// Component-wise boilerplate shared by the vector-like types.
// The per-type files only list which cross-type operators make sense.
macro_rules! impl_vec_like {
    ($name:ident { $($c:ident),+ }) => {
        impl<T> $name<T>
        where
            T: ValueType,
        {
            /// Creates a new value from its components.
            #[inline]
            pub fn new($($c: T),+) -> Self {
                let ret = Self { $($c),+ };
                debug_assert!(!ret.has_nans());
                ret
            }

            /// Creates a new value with all components set to `v`.
            #[inline]
            pub fn splat(v: T) -> Self {
                Self { $($c: v),+ }
            }

            #[inline]
            pub fn zeros() -> Self {
                Self::splat(T::zero())
            }

            #[inline]
            pub fn ones() -> Self {
                Self::splat(T::one())
            }

            /// Checks if any of the components is NaN.
            #[inline]
            #[allow(clippy::eq_op)]
            pub fn has_nans(&self) -> bool {
                // Integers are never NaN, floats are never equal to themselves when they are
                false $(|| self.$c != self.$c)+
            }

            /// Component-wise minimum.
            #[inline]
            pub fn min(&self, other: Self) -> Self {
                Self { $($c: self.$c.mini(other.$c)),+ }
            }

            /// Component-wise maximum.
            #[inline]
            pub fn max(&self, other: Self) -> Self {
                Self { $($c: self.$c.maxi(other.$c)),+ }
            }

            #[inline]
            pub fn dot(&self, other: Self) -> T {
                T::zero() $(+ self.$c * other.$c)+
            }

            #[inline]
            pub fn len_sqr(&self) -> T {
                self.dot(*self)
            }
        }

        impl<T> $name<T>
        where
            T: FloatValueType,
        {
            #[inline]
            pub fn len(&self) -> T {
                self.len_sqr().sqrt()
            }

            /// Returns a unit length copy. The length has to be non-zero.
            #[inline]
            pub fn normalized(&self) -> Self {
                let len = self.len();
                debug_assert!(len > T::zero());
                *self / len
            }

            #[inline]
            pub fn abs(&self) -> Self {
                Self { $($c: self.$c.abs()),+ }
            }
        }

        impl<T> std::ops::Mul<T> for $name<T>
        where
            T: ValueType,
        {
            type Output = Self;

            #[inline]
            fn mul(self, s: T) -> Self {
                Self { $($c: self.$c * s),+ }
            }
        }

        impl<T> std::ops::Div<T> for $name<T>
        where
            T: ValueType,
        {
            type Output = Self;

            #[inline]
            fn div(self, s: T) -> Self {
                Self { $($c: self.$c / s),+ }
            }
        }

        impl<T> std::ops::MulAssign<T> for $name<T>
        where
            T: ValueType,
        {
            #[inline]
            fn mul_assign(&mut self, s: T) {
                $(self.$c *= s;)+
            }
        }

        impl<T> std::ops::DivAssign<T> for $name<T>
        where
            T: ValueType,
        {
            #[inline]
            fn div_assign(&mut self, s: T) {
                $(self.$c /= s;)+
            }
        }

        impl<T> std::ops::Neg for $name<T>
        where
            T: ValueType + std::ops::Neg<Output = T>,
        {
            type Output = Self;

            #[inline]
            fn neg(self) -> Self {
                Self { $($c: -self.$c),+ }
            }
        }

        impl<T> approx::AbsDiffEq for $name<T>
        where
            T: ValueType + approx::AbsDiffEq<Epsilon = T>,
        {
            type Epsilon = T;

            fn default_epsilon() -> T {
                T::default_epsilon()
            }

            fn abs_diff_eq(&self, other: &Self, epsilon: T) -> bool {
                true $(&& self.$c.abs_diff_eq(&other.$c, epsilon))+
            }
        }

        impl<T> approx::RelativeEq for $name<T>
        where
            T: ValueType + approx::RelativeEq + approx::AbsDiffEq<Epsilon = T>,
        {
            fn default_max_relative() -> T {
                T::default_max_relative()
            }

            fn relative_eq(&self, other: &Self, epsilon: T, max_relative: T) -> bool {
                true $(&& self.$c.relative_eq(&other.$c, epsilon, max_relative))+
            }
        }
    };
}

// `Lhs op Rhs = Out` for types that share component names
macro_rules! impl_binop {
    ($tr:ident $fn_name:ident, $lhs:ident, $rhs:ident => $out:ident { $($c:ident),+ }) => {
        impl<T> std::ops::$tr<$rhs<T>> for $lhs<T>
        where
            T: ValueType,
        {
            type Output = $out<T>;

            #[inline]
            fn $fn_name(self, other: $rhs<T>) -> $out<T> {
                $out { $($c: std::ops::$tr::$fn_name(self.$c, other.$c)),+ }
            }
        }
    };
}

// `Lhs op= Rhs`
macro_rules! impl_assign_op {
    ($tr:ident $fn_name:ident, $lhs:ident, $rhs:ident { $($c:ident),+ }) => {
        impl<T> std::ops::$tr<$rhs<T>> for $lhs<T>
        where
            T: ValueType,
        {
            #[inline]
            fn $fn_name(&mut self, other: $rhs<T>) {
                $(std::ops::$tr::$fn_name(&mut self.$c, other.$c);)+
            }
        }
    };
}

mod bounds;
mod common;
mod matrix;
mod normal;
mod point;
mod ray;
mod transform;
pub mod transforms;
mod vector;

pub use bounds::{Bounds2, Bounds3};
pub use common::{FloatValueType, ValueType};
pub use matrix::Matrix4x4;
pub use normal::Normal;
pub use point::{Point2, Point3};
pub use ray::Ray;
pub use transform::Transform;
pub use vector::{Vec2, Vec3};

/// Linearly interpolates between `a` and `b`, `t` = 0 giving `a`.
#[inline]
pub fn lerp<T>(t: T, a: Point3<T>, b: Point3<T>) -> Point3<T>
where
    T: FloatValueType,
{
    a + (b - a) * t
}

Work item:
For each line in the data that contains the string "types", give a copy of that line.

Finished exercise:
// Component-wise boilerplate shared by the vector-like types.
// `Lhs op Rhs = Out` for types that share component names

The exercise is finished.